Oracle8i interMedia Text Reference Release 8.1.5 A67843-01 |
|
This chapter discusses the executables provided with interMedia Text. The following topics are discussed in this chapter:
You use the ctxsrv server daemon for background DML processing. You can start it from the command line or with the interMedia Text Manager administration tool.
This server synchronizes the index with ALTER INDEX at regular intervals.
ctxsrv [-user ctxsys/passwd[@sqlnet_address]] [-personality M] [-logfile log_name] [-sqltrace]
Specify the username and password for the Oracle user CTXSYS.
The username and password can be immediately followed by @sqlnet_address to permit logon to remote databases. The value for sqlnet_address is a database connect string. If the TWO_TASK environment variable is set to a remote database, you need not specify a value for sqlnet_address to connect to the database.
Specify the personality mask for the server started by ctxsrv. The only possible value is M and M is the default.
Specify the name of a log file to which the server writes all session information and errors.
Enables the server to write to a trace file in the directory specified by the USER_DUMP_DEST initialization parameter.
See Also:
For more information about SQL trace and the USER_DUMP_DEST initialization parameter, see Oracle8 Administrator's Guide. |
The following example starts a server and writes all server messages to a file named ctx.log:
ctxsrv -user ctxsys/ctxsys -personality M -log ctx.log &
The following example starts a server and writes all server messages to a file named ctx.log. Because -user is not specified, the server prompts you to enter a user:
ctxsrv -log ctx.log ... Copyright (c) Oracle Corporation 1979, 1998. All rights reserved. ... Enter user:
At the prompt, enter 'CTXSYS/password', where password is the password assigned to the CTXSYS user.

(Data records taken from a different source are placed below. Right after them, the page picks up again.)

//! Per-column statistics over a loaded frame.
//!
//! Everything here is a direct aggregation of the frame: describe-style
//! summaries, the info listing, missing-value counts, value counts,
//! histogram/box-plot data, and the Pearson correlation matrix. Results are
//! plain structs so the text reports and the chart writers share one source.

use std::collections::BTreeMap;

use chrono::NaiveDate;
use color_eyre::Result;
use polars::prelude::*;
use serde::Serialize;

use crate::classify::{classify, ColumnKind};
use crate::loader::date_from_days;

/// Describe-style summary of one column (`describe(include='all')` analog).
#[derive(Debug, Clone, Serialize)]
pub struct ColumnSummary {
    pub name: String,
    pub dtype: String,
    pub kind: ColumnKind,
    /// Non-null count.
    pub count: usize,
    pub null_count: usize,
    pub numeric: Option<NumericSummary>,
    pub categorical: Option<CategoricalSummary>,
    pub datetime: Option<DatetimeSummary>,
}

#[derive(Debug, Clone, Serialize)]
pub struct NumericSummary {
    pub mean: f64,
    pub std: f64,
    pub min: f64,
    pub q25: f64,
    pub median: f64,
    pub q75: f64,
    pub max: f64,
}

#[derive(Debug, Clone, Serialize)]
pub struct CategoricalSummary {
    pub unique: usize,
    /// Most frequent value and its count.
    pub top: Option<String>,
    pub freq: Option<usize>,
}

#[derive(Debug, Clone, Serialize)]
pub struct DatetimeSummary {
    pub min: Option<NaiveDate>,
    pub max: Option<NaiveDate>,
}

/// Describe statistics for every column, in column order.
pub fn describe(df: &DataFrame) -> Result<Vec<ColumnSummary>> {
    let mut summaries = Vec::with_capacity(df.width());
    for col in df.get_columns() {
        let series = col.as_materialized_series();
        let kind = classify(series.dtype());
        let count = series.len() - series.null_count();

        let numeric = if kind == ColumnKind::Numeric {
            Some(numeric_summary(series))
        } else {
            None
        };
        let categorical = if kind == ColumnKind::Categorical {
            Some(categorical_summary(series)?)
        } else {
            None
        };
        let datetime = if kind == ColumnKind::Datetime {
            Some(datetime_summary(series)?)
        } else {
            None
        };

        summaries.push(ColumnSummary {
            name: series.name().to_string(),
            dtype: series.dtype().to_string(),
            kind,
            count,
            null_count: series.null_count(),
            numeric,
            categorical,
            datetime,
        });
    }
    Ok(summaries)
}

/// Non-null values of a numeric column as f64, via a Float64 cast.
pub(crate) fn numeric_values(series: &Series) -> Vec<f64> {
    match series.cast(&DataType::Float64) {
        Ok(cast) => match cast.f64() {
            Ok(ca) => ca.iter().flatten().filter(|v| v.is_finite()).collect(),
            Err(_) => Vec::new(),
        },
        Err(_) => Vec::new(),
    }
}

/// Nearest-rank percentile over a sorted slice.
fn percentile(sorted: &[f64], p: f64) -> f64 {
    if sorted.is_empty() {
        return f64::NAN;
    }
    let idx = ((p / 100.0) * (sorted.len() - 1) as f64).round() as usize;
    sorted[idx.min(sorted.len() - 1)]
}

fn numeric_summary(series: &Series) -> NumericSummary {
    let mean = series.mean().unwrap_or(f64::NAN);
    let std = series.std(1).unwrap_or(f64::NAN); // sample std (ddof=1)

    let mut sorted = numeric_values(series);
    sorted.sort_by(|a, b| a.partial_cmp(b).unwrap_or(std::cmp::Ordering::Equal));

    NumericSummary {
        mean,
        std,
        min: sorted.first().copied().unwrap_or(f64::NAN),
        q25: percentile(&sorted, 25.0),
        median: percentile(&sorted, 50.0),
        q75: percentile(&sorted, 75.0),
        max: sorted.last().copied().unwrap_or(f64::NAN),
    }
}
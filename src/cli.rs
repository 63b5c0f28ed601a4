//! Command-line definitions.

use clap::Parser;
use std::path::PathBuf;

use crate::loader::Delimiter;

/// Command-line arguments for analisador
#[derive(Clone, Parser, Debug)]
#[command(
    name = "analisador",
    version,
    about = "Exploratory analysis for CSV and Excel datasets"
)]
pub struct Args {
    /// Path to the dataset to analyze (.csv, .xls, .xlsx)
    #[arg(required_unless_present = "generate_config", value_name = "PATH")]
    pub path: Option<PathBuf>,

    /// Field delimiter for delimited text (ignored for spreadsheets)
    #[arg(long, value_enum)]
    pub delimiter: Option<Delimiter>,

    /// Worksheet name for spreadsheets (ignored for delimited text)
    #[arg(long)]
    pub sheet: Option<String>,

    /// List the worksheets of a spreadsheet and exit
    #[arg(long = "list-sheets", action)]
    pub list_sheets: bool,

    /// Column to analyze individually (univariate)
    #[arg(long = "column")]
    pub column: Option<String>,

    /// X axis column for bivariate analysis (requires --y)
    #[arg(long, requires = "y")]
    pub x: Option<String>,

    /// Y axis column for bivariate analysis (requires --x)
    #[arg(long, requires = "x")]
    pub y: Option<String>,

    /// Heatmap palette: coolwarm, viridis, plasma, inferno, magma, cividis
    #[arg(long)]
    pub palette: Option<String>,

    /// Directory to write PNG charts into
    #[arg(long = "charts-dir", value_name = "DIR")]
    pub charts_dir: Option<PathBuf>,

    /// Write the analyzed dataset as CSV to this path
    #[arg(long, value_name = "PATH")]
    pub export: Option<PathBuf>,

    /// Print results as JSON instead of text reports
    #[arg(long, action)]
    pub json: bool,

    /// Print the default configuration file and exit
    #[arg(long = "generate-config", action)]
    pub generate_config: bool,
}
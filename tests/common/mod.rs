use std::io::Write;

use tempfile::NamedTempFile;

/// Write CSV content to a temp file with a .csv suffix and return the handle
/// (the file is deleted when the handle drops).
pub fn csv_file(content: &str) -> NamedTempFile {
    let mut file = tempfile::Builder::new()
        .suffix(".csv")
        .tempfile()
        .unwrap();
    file.write_all(content.as_bytes()).unwrap();
    file.flush().unwrap();
    file
}

/// A small mixed-type dataset: numeric, categorical, mostly-date, and a
/// column with missing values.
pub fn sample_csv() -> NamedTempFile {
    csv_file(
        "amount,label,when,partial\n\
         10.5,a,2021-01-01,1\n\
         20.0,b,2021-01-02,\n\
         30.5,a,2021-01-03,3\n\
         40.0,c,not-a-date,\n",
    )
}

Pending index updates are stored in the DML queue. To view this queue, you can use the CTX_PENDING or CTX_USER_PENDING views.

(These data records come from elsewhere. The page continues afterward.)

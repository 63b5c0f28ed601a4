//! Named color palettes for heatmap rendering.
//!
//! The fixed palette set mirrors the choices the correlation view offers:
//! coolwarm, viridis, plasma, inferno, magma, cividis. Each is a small set
//! of RGB anchor stops interpolated linearly; an unknown name falls back to
//! coolwarm so palette lookup is total.

use plotters::style::RGBColor;

#[derive(Debug, Clone, Copy)]
pub struct Colormap {
    name: &'static str,
    stops: &'static [(f64, (u8, u8, u8))],
}

const COOLWARM: Colormap = Colormap {
    name: "coolwarm",
    stops: &[
        (0.0, (59, 76, 192)),
        (0.5, (221, 221, 221)),
        (1.0, (180, 4, 38)),
    ],
};

const VIRIDIS: Colormap = Colormap {
    name: "viridis",
    stops: &[
        (0.0, (68, 1, 84)),
        (0.2, (65, 68, 135)),
        (0.4, (42, 120, 142)),
        (0.6, (34, 168, 132)),
        (0.8, (122, 209, 81)),
        (1.0, (253, 231, 37)),
    ],
};

const PLASMA: Colormap = Colormap {
    name: "plasma",
    stops: &[
        (0.0, (13, 8, 135)),
        (0.2, (106, 0, 168)),
        (0.4, (177, 42, 144)),
        (0.6, (225, 100, 98)),
        (0.8, (252, 166, 54)),
        (1.0, (240, 249, 33)),
    ],
};

const INFERNO: Colormap = Colormap {
    name: "inferno",
    stops: &[
        (0.0, (0, 0, 4)),
        (0.2, (66, 10, 104)),
        (0.4, (147, 38, 103)),
        (0.6, (221, 81, 58)),
        (0.8, (252, 165, 10)),
        (1.0, (252, 255, 164)),
    ],
};

const MAGMA: Colormap = Colormap {
    name: "magma",
    stops: &[
        (0.0, (0, 0, 4)),
        (0.2, (59, 15, 112)),
        (0.4, (140, 41, 129)),
        (0.6, (222, 73, 104)),
        (0.8, (254, 159, 109)),
        (1.0, (252, 253, 191)),
    ],
};

const CIVIDIS: Colormap = Colormap {
    name: "cividis",
    stops: &[
        (0.0, (0, 34, 78)),
        (0.2, (53, 69, 108)),
        (0.4, (102, 105, 112)),
        (0.6, (148, 142, 119)),
        (0.8, (200, 184, 102)),
        (1.0, (254, 232, 56)),
    ],
};

const ALL: &[Colormap] = &[COOLWARM, VIRIDIS, PLASMA, INFERNO, MAGMA, CIVIDIS];

impl Colormap {
    /// Look up a palette by name, case-insensitive. Unknown names fall back
    /// to coolwarm.
    pub fn by_name(name: &str) -> Colormap {
        ALL.iter()
            .find(|c| c.name.eq_ignore_ascii_case(name))
            .copied()
            .unwrap_or(COOLWARM)
    }

    pub fn names() -> Vec<&'static str> {
        ALL.iter().map(|c| c.name).collect()
    }

    pub fn name(&self) -> &'static str {
        self.name
    }

    /// Sample the ramp at t in [0, 1] (clamped).
    pub fn sample(&self, t: f64) -> RGBColor {
        let t = t.clamp(0.0, 1.0);
        let mut lower = self.stops[0];
        for &stop in self.stops {
            if stop.0 <= t {
                lower = stop;
            } else {
                let (t0, (r0, g0, b0)) = lower;
                let (t1, (r1, g1, b1)) = stop;
                let span = (t1 - t0).max(f64::EPSILON);
                let frac = (t - t0) / span;
                let lerp = |a: u8, b: u8| (a as f64 + (b as f64 - a as f64) * frac).round() as u8;
                return RGBColor(lerp(r0, r1), lerp(g0, g1), lerp(b0, b1));
            }
        }
        let (_, (r, g, b)) = lower;
        RGBColor(r, g, b)
    }

    /// Relative luminance of the sampled color; used to pick a readable
    /// annotation color on top of a cell.
    pub fn luminance(&self, t: f64) -> f64 {
        let RGBColor(r, g, b) = self.sample(t);
        (0.299 * r as f64 + 0.587 * g as f64 + 0.114 * b as f64) / 255.0
    }
}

You can also use the interMedia Text Manager administration tool, which is part of the Oracle Enterprise Manager.
You can view DML errors with the CTX_INDEX_ERRORS or CTX_USER_INDEX_ERRORS views.

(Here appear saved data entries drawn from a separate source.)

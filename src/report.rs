//! Plain-text rendering of analysis results.
//!
//! The text half of what the original dashboard displayed per tab. Keeps
//! formatting concerns out of the handlers so the CLI and tests share it.

use std::fmt::Write;

use crate::session::{Overview, UnivariateAnalysis};
use crate::statistics::{CorrelationMatrix, MissingReport};

/// Format a statistic for display: integers stay integral, everything else
/// gets four significant decimals; NaN renders as a dash.
fn fmt_stat(v: f64) -> String {
    if v.is_nan() {
        "-".to_string()
    } else if v == v.trunc() && v.abs() < 1e15 {
        format!("{}", v as i64)
    } else {
        format!("{:.4}", v)
    }
}

fn fmt_bytes(bytes: usize) -> String {
    const KB: f64 = 1024.0;
    let b = bytes as f64;
    if b >= KB * KB {
        format!("{:.1} MB", b / (KB * KB))
    } else if b >= KB {
        format!("{:.1} KB", b / KB)
    } else {
        format!("{} B", bytes)
    }
}

pub fn render_overview(overview: &Overview) -> String {
    let mut out = String::new();
    let _ = writeln!(
        out,
        "Dataset '{}' loaded with {} rows and {} columns.",
        overview.source_name, overview.rows, overview.columns
    );
    let _ = writeln!(
        out,
        "Numeric: {} | Categorical: {} | Datetime: {}",
        overview.numeric_columns.len(),
        overview.categorical_columns.len(),
        overview.datetime_columns.len()
    );

    let _ = writeln!(out, "\nSample (first {} rows):", overview.head.len());
    let _ = writeln!(out, "  {}", overview.header.join(" | "));
    for row in &overview.head {
        let _ = writeln!(out, "  {}", row.join(" | "));
    }

    let _ = writeln!(out, "\nColumn details:");
    for info in &overview.info.columns {
        let _ = writeln!(
            out,
            "  {:<24} {:>8} non-null  {}",
            info.name, info.non_null, info.dtype
        );
    }
    let _ = writeln!(
        out,
        "Memory usage: {} (estimated)",
        fmt_bytes(overview.info.estimated_bytes)
    );

    let _ = writeln!(out, "\nDescriptive statistics:");
    for summary in &overview.describe {
        let _ = write!(
            out,
            "  {:<24} [{}] count={} nulls={}",
            summary.name,
            summary.kind.as_str(),
            summary.count,
            summary.null_count
        );
        if let Some(num) = &summary.numeric {
            let _ = write!(
                out,
                " mean={} std={} min={} 25%={} 50%={} 75%={} max={}",
                fmt_stat(num.mean),
                fmt_stat(num.std),
                fmt_stat(num.min),
                fmt_stat(num.q25),
                fmt_stat(num.median),
                fmt_stat(num.q75),
                fmt_stat(num.max)
            );
        }
        if let Some(cat) = &summary.categorical {
            let _ = write!(out, " unique={}", cat.unique);
            if let (Some(top), Some(freq)) = (&cat.top, cat.freq) {
                let _ = write!(out, " top='{}' freq={}", top, freq);
            }
        }
        if let Some(dt) = &summary.datetime {
            if let (Some(min), Some(max)) = (dt.min, dt.max) {
                let _ = write!(out, " min={} max={}", min, max);
            }
        }
        let _ = writeln!(out);
    }
    out
}

pub fn render_missing(report: &MissingReport) -> String {
    let mut out = String::new();
    if report.total_nulls == 0 {
        let _ = writeln!(out, "Good news: the dataset has no missing values.");
        return out;
    }
    let _ = writeln!(
        out,
        "Missing values: {} across {} rows.",
        report.total_nulls, report.total_rows
    );
    let _ = writeln!(out, "  {:<24} {:>8} {:>10}", "column", "count", "percent");
    for col in &report.columns {
        let _ = writeln!(out, "  {:<24} {:>8} {:>9.2}%", col.name, col.count, col.pct);
    }
    out
}

pub fn render_univariate(analysis: &UnivariateAnalysis) -> String {
    let mut out = String::new();
    match analysis {
        UnivariateAnalysis::Numeric {
            column,
            histogram,
            box_plot,
        } => {
            let _ = writeln!(out, "Column '{}' is numeric.", column);
            let _ = writeln!(
                out,
                "  min={} q25={} median={} q75={} max={}",
                fmt_stat(box_plot.min),
                fmt_stat(box_plot.q25),
                fmt_stat(box_plot.median),
                fmt_stat(box_plot.q75),
                fmt_stat(box_plot.max)
            );
            let _ = writeln!(out, "  {} outliers beyond 1.5*IQR", box_plot.outliers.len());
            let max_count = histogram.bins.iter().map(|b| b.count).max().unwrap_or(1);
            for bin in &histogram.bins {
                let bar_len = if max_count > 0 {
                    bin.count * 40 / max_count
                } else {
                    0
                };
                let _ = writeln!(
                    out,
                    "  [{:>12}, {:>12}) {:>6} {}",
                    fmt_stat(bin.lower),
                    fmt_stat(bin.upper),
                    bin.count,
                    "#".repeat(bar_len)
                );
            }
        }
        UnivariateAnalysis::Datetime { column, counts } => {
            let _ = writeln!(out, "Column '{}' is a date.", column);
            let _ = writeln!(out, "Occurrence counts per date:");
            for (date, count) in counts {
                let _ = writeln!(out, "  {}  {}", date, count);
            }
        }
        UnivariateAnalysis::Categorical { column, counts } => {
            let _ = writeln!(out, "Column '{}' is categorical.", column);
            if counts.hidden > 0 {
                let _ = writeln!(
                    out,
                    "The column has {} categories; showing the {} most frequent.",
                    counts.total_categories,
                    counts.entries.len()
                );
            }
            for (value, count) in &counts.entries {
                let _ = writeln!(out, "  {:<32} {}", value, count);
            }
        }
    }
    out
}

pub fn render_correlation(matrix: &CorrelationMatrix) -> String {
    let mut out = String::new();
    let _ = writeln!(out, "Pearson correlation ({} columns):", matrix.columns.len());
    let _ = write!(out, "  {:<16}", "");
    for name in &matrix.columns {
        let _ = write!(out, "{:>10}", truncate(name, 9));
    }
    let _ = writeln!(out);
    for (i, name) in matrix.columns.iter().enumerate() {
        let _ = write!(out, "  {:<16}", truncate(name, 15));
        for value in &matrix.correlations[i] {
            if value.is_nan() {
                let _ = write!(out, "{:>10}", "-");
            } else {
                let _ = write!(out, "{:>10.2}", value);
            }
        }
        let _ = writeln!(out);
    }
    out
}

pub fn render_sheet_list(names: &[String]) -> String {
    let mut out = String::new();
    let _ = writeln!(out, "Worksheets:");
    for name in names {
        let _ = writeln!(out, "  {}", name);
    }
    out
}

fn truncate(s: &str, max: usize) -> String {
    if s.chars().count() <= max {
        s.to_string()
    } else {
        let cut: String = s.chars().take(max.saturating_sub(1)).collect();
        format!("{}…", cut)
    }
}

Background DML with ctxsrv scans for DML constantly by polling the DML queue. This leads to new additions being indexed automatically and quickly. However, background DML also tends to process documents in smaller batches, which increases index fragmentation.
However, when you synchronize the index manually with ALTER INDEX, the batches are usually larger and thus there is less index fragmentation.
You can shut down ctxsrv with
CTX_ADM.SHUTDOWN in Chapter 6.
The following views in Appendix H, "Views":
For more information on starting servers with the administration tool, see the online help for the interMedia Text Manager. This administration tool ia a Java application integrated with the Oracle Enterprise Manager.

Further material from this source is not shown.